# Directions:
Below are entries. Copy exactly the lines running from the line that holds "an explicit path." to the line that holds "through SQLite's lock", with both ends included.

# Exercise inputs:
//! Database connection management.
//!
//! The [`Database`] struct owns a [`rusqlite::Connection`] and guarantees that
//! migrations are run before any other operation.

use std::path::{Path, PathBuf};
use std::time::Duration;

use chrono::{DateTime, SecondsFormat, Timelike, Utc};
use directories::ProjectDirs;
use rusqlite::types::Type;
use rusqlite::Connection;

use crate::error::{Result, StoreError};
use crate::migrations;

/// How long a writer waits on a locked database before giving up.
const BUSY_TIMEOUT: Duration = Duration::from_secs(5);

/// Wrapper around a [`rusqlite::Connection`].
pub struct Database {
    conn: Connection,
}

impl Database {
    /// Open (or create) the default database in the platform data directory:
    /// - Linux:   `~/.local/share/vibesync/vibesync.db`
    /// - macOS:   `~/Library/Application Support/app.vibesync.vibesync/vibesync.db`
    /// - Windows: `{FOLDERID_RoamingAppData}\vibesync\vibesync\data\vibesync.db`
    pub fn open_default() -> Result<Self> {
        let path = default_path()?;
        tracing::info!(path = %path.display(), "opening database");
        Self::open_at(&path)
    }

    /// Open (or create) a database at an explicit path.
    ///
    /// Several `Database` values may point at the same file; writers serialise
    /// through SQLite's lock and wait up to [`BUSY_TIMEOUT`].
    pub fn open_at(path: &Path) -> Result<Self> {
        if let Some(parent) = path.parent() {
            if !parent.as_os_str().is_empty() {
                std::fs::create_dir_all(parent)?;
            }
        }

        let conn = Connection::open(path)?;

        conn.pragma_update(None, "journal_mode", "WAL")?;
        conn.pragma_update(None, "foreign_keys", "ON")?;
        conn.busy_timeout(BUSY_TIMEOUT)?;

        migrations::run_migrations(&conn)?;

        Ok(Self { conn })
    }

    /// Return a reference to the underlying `rusqlite::Connection`.
    pub fn conn(&self) -> &Connection {
        &self.conn
    }

    /// Return a mutable reference to the underlying connection.
    pub fn conn_mut(&mut self) -> &mut Connection {
        &mut self.conn
    }

    /// Return the filesystem path of the open database (if any).
    pub fn path(&self) -> Option<PathBuf> {
        self.conn.path().map(PathBuf::from)
    }
}

/// `vibesync.db` inside the platform data directory.
pub fn default_path() -> Result<PathBuf> {
    let dirs = ProjectDirs::from("app", "vibesync", "vibesync").ok_or(StoreError::NoDataDir)?;
    Ok(dirs.data_dir().join("vibesync.db"))
}

// ---------------------------------------------------------------------------
// Column helpers shared by the CRUD modules
// ---------------------------------------------------------------------------

/// Timestamps are stored as fixed-width RFC 3339 UTC strings so that
/// lexical comparison in SQL matches chronological order.
pub(crate) fn ts(dt: DateTime<Utc>) -> String {
    dt.to_rfc3339_opts(SecondsFormat::Millis, true)
}

/// Drop sub-millisecond precision so in-memory values equal what is read back.
pub(crate) fn trunc_ms(dt: DateTime<Utc>) -> DateTime<Utc> {
    dt.with_nanosecond(dt.nanosecond() / 1_000_000 * 1_000_000)
        .unwrap_or(dt)
}

pub(crate) fn parse_ts(idx: usize, raw: &str) -> rusqlite::Result<DateTime<Utc>> {
    DateTime::parse_from_rfc3339(raw)
        .map(|dt| dt.with_timezone(&Utc))
        .map_err(|e| rusqlite::Error::FromSqlConversionFailure(idx, Type::Text, Box::new(e)))
}

pub(crate) fn parse_opt_ts(idx: usize, raw: Option<String>) -> rusqlite::Result<Option<DateTime<Utc>>> {
    raw.map(|s| parse_ts(idx, &s)).transpose()
}

pub(crate) fn parse_uuid(idx: usize, raw: &str) -> rusqlite::Result<uuid::Uuid> {
    uuid::Uuid::parse_str(raw)
        .map_err(|e| rusqlite::Error::FromSqlConversionFailure(idx, Type::Text, Box::new(e)))
}

/// Parse a text column through `FromStr`, e.g. the status enums.
pub(crate) fn parse_enum<T>(idx: usize, raw: &str) -> rusqlite::Result<T>
where
    T: std::str::FromStr<Err = String>,
{
    raw.parse::<T>().map_err(|e| {
        rusqlite::Error::FromSqlConversionFailure(
            idx,
            Type::Text,
            Box::new(std::io::Error::new(std::io::ErrorKind::InvalidData, e)),
        )
    })
}

pub(crate) fn parse_json<T: serde::de::DeserializeOwned>(idx: usize, raw: &str) -> rusqlite::Result<T> {
    serde_json::from_str(raw)
        .map_err(|e| rusqlite::Error::FromSqlConversionFailure(idx, Type::Text, Box::new(e)))
}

# Exercise result:
    /// Open (or create) a database at an explicit path.
    ///
    /// Several `Database` values may point at the same file; writers serialise
    /// through SQLite's lock and wait up to [`BUSY_TIMEOUT`].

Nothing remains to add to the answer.